Would the AI bubble be worth it?
October 6, 2025

Welcome back. This weekend, The Deep View team checked out an Anthropic-hosted pop-up in NYC's West Village. At 11:00 AM on Saturday, we found a line of probably 300 people that snaked the entire block, waiting for free coffee and a baseball hat embroidered with the text "thinking." Lines like this are rare in tech and usually are reserved for Apple unveilings. Check it out here and here.
IN TODAY’S NEWSLETTER
1. Would the AI bubble be worth it?
2. Why AI firms are betting on neoclouds
3. Big Tech goes in on quantum
BIG TECH
Would the AI bubble be worth it?

What goes up must come down.
AI investments and valuations have grown to astronomical heights, with VCs pouring a record $193 billion into AI firms this year, with most of that cash going to established startups.
Amid the hype, many are questioning whether the industry is facing a bubble. Now, even some of AI’s biggest supporters have started to warn of the hype growing out of control.
On Friday, Amazon founder Jeff Bezos said at Italian Tech Week that AI is in an “industrial bubble,” with FOMO pushing investors to bet on both good and bad ideas.
Meta’s Mark Zuckerberg said in mid-September on a podcast that an AI bubble is "quite possible” given the sheer dollar amount being spent on the infrastructure buildout.
OpenAI CEO Sam Altman warned of an AI bubble in August, comparing the current conditions to the dot-com bubble of 2000.
However, one thing each of these tech leaders’ opinions has in common is that, despite the risks, the outcome will be worth it.
Zuckerberg, for example, noted that he’d rather risk "misspending a couple of hundred billion" than being behind on superintelligence. Bezos, meanwhile, said that the benefits to society will still be “gigantic,” impacting “every industry.” And Altman said that, while investors are overexcited about AI, it’s “the most important thing to happen in a very long time.”

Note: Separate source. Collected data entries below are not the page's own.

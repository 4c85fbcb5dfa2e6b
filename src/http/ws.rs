// ABOUTME: WebSocket sessions for log, pull, and event streams.
// ABOUTME: One JSON request frame in, one JSON text frame per stream item out.

use super::AppState;
use super::requests::{ImageRequest, LogContainerRequest};
use crate::api::{DockerApi, StreamItem};
use crate::runtime::{DaemonError, ItemStream, LogOptions};
use crate::types::{ConfigId, ContainerId};
use axum::extract::ws::{Message, WebSocket, WebSocketUpgrade};
use axum::extract::{Path, State};
use axum::response::Response;
use futures::{SinkExt, StreamExt};
use serde::de::DeserializeOwned;
use tracing::{debug, info, warn};

#[derive(Debug, Clone, Copy, PartialEq, Eq)]
enum Route {
    Logs,
    Pull,
    Events,
}

impl Route {
    fn name(self) -> &'static str {
        match self {
            Route::Logs => "logContainer",
            Route::Pull => "pullImage",
            Route::Events => "events",
        }
    }

    async fn open(
        self,
        api: &DockerApi,
        socket: &mut WebSocket,
    ) -> Result<ItemStream<StreamItem>, String> {
        let opened = match self {
            Route::Logs => {
                let request: LogContainerRequest = read_request(socket).await?;
                let opts = LogOptions::new(request.follow, request.tail);
                api.log_container(&ContainerId::new(request.id), &opts)
                    .map(erase)
            }
            Route::Pull => {
                let request: ImageRequest = read_request(socket).await?;
                api.pull_image(&request.name, &request.tag).map(erase)
            }
            Route::Events => api.events().map(erase),
        };
        opened.map_err(|e| e.to_string())
    }
}

fn erase<T>(items: ItemStream<T>) -> ItemStream<StreamItem>
where
    T: Into<StreamItem> + 'static,
{
    items.map(|item| item.map(Into::into)).boxed()
}

pub async fn log_container(
    ws: WebSocketUpgrade,
    State(state): State<AppState>,
    Path(config_id): Path<ConfigId>,
) -> Response {
    ws.on_upgrade(move |socket| session(socket, state, config_id, Route::Logs))
}

pub async fn pull_image(
    ws: WebSocketUpgrade,
    State(state): State<AppState>,
    Path(config_id): Path<ConfigId>,
) -> Response {
    ws.on_upgrade(move |socket| session(socket, state, config_id, Route::Pull))
}

pub async fn events(
    ws: WebSocketUpgrade,
    State(state): State<AppState>,
    Path(config_id): Path<ConfigId>,
) -> Response {
    ws.on_upgrade(move |socket| session(socket, state, config_id, Route::Events))
}

async fn session(mut socket: WebSocket, state: AppState, config_id: ConfigId, route: Route) {
    let api = match state.registry.get(&config_id) {
        Ok(api) => api,
        Err(not_found) => {
            warn!(config = %config_id, route = route.name(), "websocket for unknown config");
            close_with(socket, Message::Text(not_found.to_string().into())).await;
            return;
        }
    };

    let items = match route.open(&api, &mut socket).await {
        Ok(items) => items,
        Err(message) => {
            close_with(socket, error_frame(message)).await;
            return;
        }
    };

    info!(config = %config_id, route = route.name(), "websocket stream opened");
    forward(socket, items).await;
    info!(config = %config_id, route = route.name(), "websocket stream closed");
}

/// Wait for the first data frame and decode it as the request.
async fn read_request<R: DeserializeOwned>(socket: &mut WebSocket) -> Result<R, String> {
    while let Some(message) = socket.recv().await {
        let decoded = match message.map_err(|e| e.to_string())? {
            Message::Text(text) => serde_json::from_str(text.as_str()),
            Message::Binary(bytes) => serde_json::from_slice(&bytes),
            Message::Close(_) => break,
            Message::Ping(_) | Message::Pong(_) => continue,
        };
        return decoded.map_err(|e| format!("invalid request: {}", e));
    }
    Err("connection closed before a request was sent".to_string())
}

fn error_frame(message: impl Into<String>) -> Message {
    let body = serde_json::json!({ "error": message.into() });
    Message::Text(body.to_string().into())
}

async fn close_with(mut socket: WebSocket, last: Message) {
    if let Err(e) = socket.send(last).await {
        debug!(error = %e, "failed to send final websocket frame");
    }
    if let Err(e) = socket.send(Message::Close(None)).await {
        debug!(error = %e, "failed to close websocket");
    }
}

/// Pump stream items to the client until either side ends.
///
/// Returning drops `items`, which closes the daemon subscription when the
/// client leaves early.
async fn forward(socket: WebSocket, mut items: ItemStream<StreamItem>) {
    let (mut sender, mut receiver) = socket.split();

    let last = loop {
        tokio::select! {
            item = items.next() => match item {
                Some(Ok(item)) => {
                    let frame = match serde_json::to_string(&item) {
                        Ok(text) => Message::Text(text.into()),
                        Err(e) => break Some(error_frame(e.to_string())),
                    };
                    if let Err(e) = sender.send(frame).await {
                        debug!(error = %e, kind = item.kind(), "client stopped receiving");
                        return;
                    }
                }
                Some(Err(err)) => break Some(stream_error(err)),
                None => break None,
            },
            incoming = receiver.next() => match incoming {
                None | Some(Err(_)) | Some(Ok(Message::Close(_))) => {
                    debug!("client disconnected, dropping stream");
                    return;
                }
                Some(Ok(_)) => {}
            },
        }
    };

    if let Some(frame) = last {
        if let Err(e) = sender.send(frame).await {
            debug!(error = %e, "failed to send stream error");
        }
    }
    if let Err(e) = sender.send(Message::Close(None)).await {
        debug!(error = %e, "failed to close websocket");
    }
}

fn stream_error(err: DaemonError) -> Message {
    warn!(error = %err, "stream ended with error");
    error_frame(err.to_string())
}

#[cfg(test)]
mod tests {
    use super::*;

    #[test]
    fn error_frames_are_json_objects() {
        let Message::Text(text) = error_frame("daemon unreachable") else {
            panic!("expected a text frame");
        };
        let body: serde_json::Value = serde_json::from_str(text.as_str()).unwrap();
        assert_eq!(body, serde_json::json!({"error": "daemon unreachable"}));
    }

    #[test]
    fn route_names_match_paths() {
        assert_eq!(Route::Logs.name(), "logContainer");
        assert_eq!(Route::Pull.name(), "pullImage");
        assert_eq!(Route::Events.name(), "events");
    }
}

It’s clear that fears of a bubble are getting too big for tech leaders to ignore. Though their framing is that the risks are worth the reward, each of these firms has a lot riding on that being true. Meta has pledged to invest $600 billion in AI infrastructure through 2028, while Amazon has plans to spend $100 billion this year on enhancing AWS data centers. OpenAI committed billions to Project Stargate, not to mention that its entire business model relies on people adopting (and paying for) AI.
Still, while the aftermath of a bubble of this caliber popping could be wildly detrimental to the economy, rest assured that the billionaires will be fine.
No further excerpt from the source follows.